_Directions_. Set down all of the records word for word.
+ + + + + + +
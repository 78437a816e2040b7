//! PnF Runner: cycle orchestration for the point-and-figure monitor.
//!
//! This crate builds on `pnf-core` to provide:
//! - The monitor config file (chart, schedule, runtime, secrets, watchlist)
//! - A per-instrument signature store with in-flight claims and JSON persistence
//! - The recompute cycle: fetch, chart, detect, alert, record
//! - A market-hours gated fixed-period scheduler
//! - Alert delivery (Telegram, log) and a bounded alert log

pub mod alerts;
pub mod config;
pub mod notify;
pub mod orchestrator;
pub mod schedule;
pub mod store;

pub use alerts::{AlertEntry, AlertLog, DEFAULT_ALERT_CAPACITY};
pub use config::{ChartSection, KiteSection, MonitorConfig, RuntimeConfig, TelegramSection};
pub use notify::{
    format_alert, FanoutNotifier, LogNotifier, Notifier, NotifyError, TelegramNotifier,
};
pub use orchestrator::{
    CycleReport, InstrumentError, InstrumentOutcome, InstrumentReport, Orchestrator,
};
pub use schedule::{MarketHours, ScheduleConfig, Scheduler};
pub use store::{SignatureGuard, SignatureStore, StoreError};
+ + + + + + +
_Reply_.
repository 78437a816e2040b7
//! PnF Runner: cycle orchestration for the point-and-figure monitor.
//!
//! This crate builds on `pnf-core` to provide:
//! - The monitor config file (chart, schedule, runtime, secrets, watchlist)
//! - A per-instrument signature store with in-flight claims and JSON persistence
//! - The recompute cycle: fetch, chart, detect, alert, record
//! - A market-hours gated fixed-period scheduler
//! - Alert delivery (Telegram, log) and a bounded alert log

pub mod alerts;
pub mod config;
pub mod notify;
pub mod orchestrator;
pub mod schedule;
pub mod store;

pub use alerts::{AlertEntry, AlertLog, DEFAULT_ALERT_CAPACITY};
pub use config::{ChartSection, KiteSection, MonitorConfig, RuntimeConfig, TelegramSection};
pub use notify::{
    format_alert, FanoutNotifier, LogNotifier, Notifier, NotifyError, TelegramNotifier,
};
pub use orchestrator::{
    CycleReport, InstrumentError, InstrumentOutcome, InstrumentReport, Orchestrator,
};
pub use schedule::{MarketHours, ScheduleConfig, Scheduler};
pub use store::{SignatureGuard, SignatureStore, StoreError};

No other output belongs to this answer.